[[ Available data, beginning ]]

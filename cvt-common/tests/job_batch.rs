//! Polling a batch of job logs that are written while the poller runs.

use std::fs::OpenOptions;
use std::io::Write;
use std::path::Path;
use std::thread;
use std::time::Duration;

use cvt_common::joblog::{EXECUTING_MARKER, SUCCESS_MARKER};
use cvt_common::{BatchOutcome, ErrorCode, JobLog, JobLogPoller, JobStatus};

#[ctor::ctor]
fn setup() {
    cvt_common::testing::init_global_test_logging();
}

const SUBMITTED: &str = "000 (012.000.000) 2024-05-01 10:00:00 Job submitted from host: <10.0.0.4:9618>\n...\n";

fn executing() -> String {
    format!("001 (012.000.000) 2024-05-01 10:00:03 {EXECUTING_MARKER}: <10.0.0.7:9618>\n...\n")
}

fn terminated_ok() -> String {
    format!("005 (012.000.000) 2024-05-01 10:01:03 Job terminated.\n\t(1) {SUCCESS_MARKER}\n...\n")
}

const SHADOW_ERROR: &str = "007 (012.000.000) 2024-05-01 10:00:04 Shadow exception!\n\tError from slot1@node7: Failed to execute '/bin/sleep' (errno=2: No such file or directory)\n...\n";

fn append(path: &Path, text: &str) {
    let mut file = OpenOptions::new()
        .create(true)
        .append(true)
        .open(path)
        .unwrap();
    file.write_all(text.as_bytes()).unwrap();
}

#[test]
fn test_jobs_finishing_during_poll_complete_batch() {
    let dir = tempfile::tempdir().unwrap();
    let paths: Vec<_> = (0..4)
        .map(|i| dir.path().join(format!("sleep.12.{i}.log")))
        .collect();
    for path in &paths {
        append(path, SUBMITTED);
    }

    let writer_paths = paths.clone();
    let writer = thread::spawn(move || {
        for path in &writer_paths {
            thread::sleep(Duration::from_millis(20));
            append(path, &executing());
        }
        for path in &writer_paths {
            thread::sleep(Duration::from_millis(20));
            append(path, &terminated_ok());
        }
    });

    let logs: Vec<JobLog> = paths.iter().cloned().map(JobLog::from).collect();
    let state = JobLogPoller::new(Duration::from_secs(10))
        .with_interval(Duration::from_millis(5))
        .poll(&logs);
    writer.join().unwrap();

    assert!(state.all_terminal());
    assert!(!state.deadline_hit);
    assert!(state.passes > 1);
    assert_eq!(state.count(JobStatus::Success), 4);

    let outcome = BatchOutcome::from_poll(&state);
    assert!(outcome.passed());
    assert_eq!(outcome.error_code(), None);
}

#[test]
fn test_mixed_batch_reports_failures_and_stragglers() {
    let dir = tempfile::tempdir().unwrap();
    let done = dir.path().join("sleep.13.0.log");
    let broken = dir.path().join("sleep.13.1.log");
    let queued = dir.path().join("sleep.13.2.log");
    let never_written = dir.path().join("sleep.13.3.log");

    append(&done, &format!("{SUBMITTED}{}{}", executing(), terminated_ok()));
    append(&broken, &format!("{SUBMITTED}{}{SHADOW_ERROR}", executing()));
    append(&queued, SUBMITTED);

    let logs: Vec<JobLog> = [&done, &broken, &queued, &never_written]
        .into_iter()
        .map(|p| JobLog::new(p.clone()))
        .collect();
    let state = JobLogPoller::new(Duration::from_millis(50))
        .with_interval(Duration::from_millis(10))
        .poll(&logs);

    assert!(state.deadline_hit);
    assert_eq!(
        state.statuses,
        vec![
            JobStatus::Success,
            JobStatus::Failure,
            JobStatus::NotReady,
            JobStatus::NotReady
        ]
    );

    let outcome = BatchOutcome::from_poll(&state);
    assert!(!outcome.passed());
    assert_eq!(outcome.error_code(), Some(ErrorCode::TerminalJobsFailed));
    assert_eq!(
        outcome.failure_message(),
        "Job submission failed. 2 jobs failed to complete. 1 jobs failed. Error messages from logs:\n\
         \tError from slot1@node7: Failed to execute '/bin/sleep' (errno=2: No such file or directory)"
    );
}

#[test]
fn test_zero_timeout_still_observes_once() {
    let dir = tempfile::tempdir().unwrap();
    let path = dir.path().join("sleep.14.0.log");
    append(&path, &format!("{}{}", executing(), terminated_ok()));

    let state = JobLogPoller::new(Duration::ZERO).poll(&[JobLog::new(&path)]);
    assert_eq!(state.passes, 1);
    assert_eq!(state.statuses, vec![JobStatus::Success]);
    assert!(!state.deadline_hit);
}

[[ Available data, end ]]

## Exercise objective
Here the job is to restate all of the data word for word.

## Response to this exercise
filename cvt-common/tests/job_batch.rs
//! Polling a batch of job logs that are written while the poller runs.

use std::fs::OpenOptions;
use std::io::Write;
use std::path::Path;
use std::thread;
use std::time::Duration;

use cvt_common::joblog::{EXECUTING_MARKER, SUCCESS_MARKER};
use cvt_common::{BatchOutcome, ErrorCode, JobLog, JobLogPoller, JobStatus};

#[ctor::ctor]
fn setup() {
    cvt_common::testing::init_global_test_logging();
}

const SUBMITTED: &str = "000 (012.000.000) 2024-05-01 10:00:00 Job submitted from host: <10.0.0.4:9618>\n...\n";

fn executing() -> String {
    format!("001 (012.000.000) 2024-05-01 10:00:03 {EXECUTING_MARKER}: <10.0.0.7:9618>\n...\n")
}

fn terminated_ok() -> String {
    format!("005 (012.000.000) 2024-05-01 10:01:03 Job terminated.\n\t(1) {SUCCESS_MARKER}\n...\n")
}

const SHADOW_ERROR: &str = "007 (012.000.000) 2024-05-01 10:00:04 Shadow exception!\n\tError from slot1@node7: Failed to execute '/bin/sleep' (errno=2: No such file or directory)\n...\n";

fn append(path: &Path, text: &str) {
    let mut file = OpenOptions::new()
        .create(true)
        .append(true)
        .open(path)
        .unwrap();
    file.write_all(text.as_bytes()).unwrap();
}

#[test]
fn test_jobs_finishing_during_poll_complete_batch() {
    let dir = tempfile::tempdir().unwrap();
    let paths: Vec<_> = (0..4)
        .map(|i| dir.path().join(format!("sleep.12.{i}.log")))
        .collect();
    for path in &paths {
        append(path, SUBMITTED);
    }

    let writer_paths = paths.clone();
    let writer = thread::spawn(move || {
        for path in &writer_paths {
            thread::sleep(Duration::from_millis(20));
            append(path, &executing());
        }
        for path in &writer_paths {
            thread::sleep(Duration::from_millis(20));
            append(path, &terminated_ok());
        }
    });

    let logs: Vec<JobLog> = paths.iter().cloned().map(JobLog::from).collect();
    let state = JobLogPoller::new(Duration::from_secs(10))
        .with_interval(Duration::from_millis(5))
        .poll(&logs);
    writer.join().unwrap();

    assert!(state.all_terminal());
    assert!(!state.deadline_hit);
    assert!(state.passes > 1);
    assert_eq!(state.count(JobStatus::Success), 4);

    let outcome = BatchOutcome::from_poll(&state);
    assert!(outcome.passed());
    assert_eq!(outcome.error_code(), None);
}

#[test]
fn test_mixed_batch_reports_failures_and_stragglers() {
    let dir = tempfile::tempdir().unwrap();
    let done = dir.path().join("sleep.13.0.log");
    let broken = dir.path().join("sleep.13.1.log");
    let queued = dir.path().join("sleep.13.2.log");
    let never_written = dir.path().join("sleep.13.3.log");

    append(&done, &format!("{SUBMITTED}{}{}", executing(), terminated_ok()));
    append(&broken, &format!("{SUBMITTED}{}{SHADOW_ERROR}", executing()));
    append(&queued, SUBMITTED);

    let logs: Vec<JobLog> = [&done, &broken, &queued, &never_written]
        .into_iter()
        .map(|p| JobLog::new(p.clone()))
        .collect();
    let state = JobLogPoller::new(Duration::from_millis(50))
        .with_interval(Duration::from_millis(10))
        .poll(&logs);

    assert!(state.deadline_hit);
    assert_eq!(
        state.statuses,
        vec![
            JobStatus::Success,
            JobStatus::Failure,
            JobStatus::NotReady,
            JobStatus::NotReady
        ]
    );

    let outcome = BatchOutcome::from_poll(&state);
    assert!(!outcome.passed());
    assert_eq!(outcome.error_code(), Some(ErrorCode::TerminalJobsFailed));
    assert_eq!(
        outcome.failure_message(),
        "Job submission failed. 2 jobs failed to complete. 1 jobs failed. Error messages from logs:\n\
         \tError from slot1@node7: Failed to execute '/bin/sleep' (errno=2: No such file or directory)"
    );
}

#[test]
fn test_zero_timeout_still_observes_once() {
    let dir = tempfile::tempdir().unwrap();
    let path = dir.path().join("sleep.14.0.log");
    append(&path, &format!("{}{}", executing(), terminated_ok()));

    let state = JobLogPoller::new(Duration::ZERO).poll(&[JobLog::new(&path)]);
    assert_eq!(state.passes, 1);
    assert_eq!(state.statuses, vec![JobStatus::Success]);
    assert!(!state.deadline_hit);
}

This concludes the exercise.